Still, Malaysia’s LPG demand is far from disappearing. Around 58% of the nation’s LPG is used for non-energy purposes, particularly as feedstock in the petrochemical sector, according to the Malaysia Energy Commission.
This share is expected to remain relatively stable, as no major petrochemical capacity additions are planned.
However, household consumption, which accounts for 28% of demand, looks set for only modest growth despite continued subsidies.
On the supply side, BMI expects domestic LPG production to expand in the coming years, driven by refining and liquefied natural gas (LNG) projects.
Gas processing plants remain the largest source, contributing 66% of output last year, though declining upstream production from Terengganu fields has capped growth.
Incremental supplies are expected instead from LNG projects in Sarawak and Sabah.
“The start-up of the Kasawari and Jerun gas fields has raised feed-gas supplies, allowing PETRONAS to ramp up LNG and LPG output at Bintulu,” BMI highlighted.
Future output will also depend on new upstream developments such as the Lang Lebah project and the planned Floating Liquefied Natural Gas 3 facility in Sabah, slated for 2027.

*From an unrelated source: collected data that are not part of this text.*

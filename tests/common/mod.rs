//! Minimal HTTP/1.1 server answering canned responses, one per connection.
use std::io::{Read, Write};
use std::net::{TcpListener, TcpStream};
use std::sync::mpsc::{self, Receiver};
use std::thread::{self, JoinHandle};

pub struct Stub {
    pub url: String,
    requests: Receiver<String>,
    handle: JoinHandle<()>,
}

impl Stub {
    /// Wait for the server to answer every response, and return the received requests (lowercased).
    pub fn requests(self) -> Vec<String> {
        self.handle.join().unwrap();
        self.requests.into_iter().collect()
    }
}

fn reason(status: u16) -> &'static str {
    match status {
        200 => "OK",
        206 => "Partial Content",
        404 => "Not Found",
        416 => "Range Not Satisfiable",
        _ => "Unknown",
    }
}

fn read_head(stream: &mut TcpStream) -> String {
    let mut head = Vec::new();
    let mut buf = [0u8; 1024];
    while !head.windows(4).any(|w| w == b"\r\n\r\n") {
        let n = stream.read(&mut buf).unwrap();
        if n == 0 {
            break;
        }
        head.extend_from_slice(&buf[..n]);
    }
    String::from_utf8_lossy(&head).to_lowercase()
}

/// Serve `responses` in order, one connection each.
pub fn serve(responses: Vec<(u16, Vec<u8>)>) -> Stub {
    let listener = TcpListener::bind("127.0.0.1:0").unwrap();
    let url = format!("http://{}/", listener.local_addr().unwrap());
    let (tx, requests) = mpsc::channel();

    let handle = thread::spawn(move || {
        for (status, body) in responses {
            let (mut stream, _) = listener.accept().unwrap();
            tx.send(read_head(&mut stream)).unwrap();

            let head = format!(
                "HTTP/1.1 {} {}\r\nContent-Length: {}\r\nConnection: close\r\n\r\n",
                status,
                reason(status),
                body.len()
            );
            stream.write_all(head.as_bytes()).unwrap();
            // the client may hang up early, that's fine
            let _ = stream.write_all(&body);
            let _ = stream.flush();
        }
    });

    Stub {
        url,
        requests,
        handle,
    }
}

/// Url of a local port nothing listens on.
pub fn unreachable_url() -> String {
    let listener = TcpListener::bind("127.0.0.1:0").unwrap();
    let addr = listener.local_addr().unwrap();
    drop(listener);
    format!("http://{}/", addr)
}
//! Pipelines.
//!
//! The module provides a light [pipeline::Pipeline] trait, and the [Harvest] pipeline
//! that fetches every source, extracts its words and writes them in a single CSV file.
pub mod harvest;
#[allow(clippy::module_inception)]
pub mod pipeline;

pub use harvest::{Diagnostic, Harvest, Harvested, Summary};
pub use pipeline::Pipeline;
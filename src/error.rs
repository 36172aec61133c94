//! Error enum
use std::fmt;

#[derive(Debug)]
pub enum Error {
    Io(std::io::Error),
    Http(reqwest::Error),
    Zip(zip::result::ZipError),
    Csv(csv::Error),
    UnknownSourceKind(String),
    Custom(String),
}

impl fmt::Display for Error {
    fn fmt(&self, f: &mut fmt::Formatter<'_>) -> fmt::Result {
        match self {
            Error::Io(e) => write!(f, "io error: {}", e),
            Error::Http(e) => write!(f, "http error: {}", e),
            Error::Zip(e) => write!(f, "zip error: {}", e),
            Error::Csv(e) => write!(f, "csv error: {}", e),
            Error::UnknownSourceKind(kind) => write!(f, "unknown source kind: {:?}", kind),
            Error::Custom(s) => f.write_str(s),
        }
    }
}

impl std::error::Error for Error {}

impl From<std::io::Error> for Error {
    fn from(e: std::io::Error) -> Error {
        Error::Io(e)
    }
}

impl From<reqwest::Error> for Error {
    fn from(e: reqwest::Error) -> Error {
        Error::Http(e)
    }
}

impl From<zip::result::ZipError> for Error {
    fn from(e: zip::result::ZipError) -> Error {
        Error::Zip(e)
    }
}

impl From<csv::Error> for Error {
    fn from(e: csv::Error) -> Error {
        Error::Csv(e)
    }
}

impl From<tempfile::PersistError> for Error {
    fn from(e: tempfile::PersistError) -> Error {
        Error::Io(e.error)
    }
}
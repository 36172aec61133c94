//! Pipeline trait.
use crate::error::Error;

/// A complete run, from sources to output.
///
/// Generic over what the run reports back once done (see [super::Summary] for [super::Harvest]).
pub trait Pipeline<T> {
    fn run(&self) -> Result<T, Error>;
}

Refineries are another important contributor, BMI also pointed out. The 300,000 barrels-per-day (bpd) Refinery And Petrochemical Integrated Development refinery in Johor and Vitol Asia Pte Ltd’s 32,000bpd refinery in Tanjung Bin, Johor, which came online in 2022, have already boosted refinery-sourced LPG.
However, BMI cautioned that growth here is limited without further investment, anticipating that absent investment in new refining capacity, refinery-sourced LPG is unlikely to increase over the long term.
Malaysia is also set to remain both an importer and exporter of LPG, as imports continue arrive by sea and via pipeline from Thailand, while exports are expected to rise modestly.
“Long-term export growth prospects are supported by a structural slowdown in domestic consumption and the resulting surplus available for export,” BMI said.
Overall, while domestic production capacity is improving, the broader trend points to a gradual decline in LPG’s role in Malaysia’s energy mix as natural gas gains.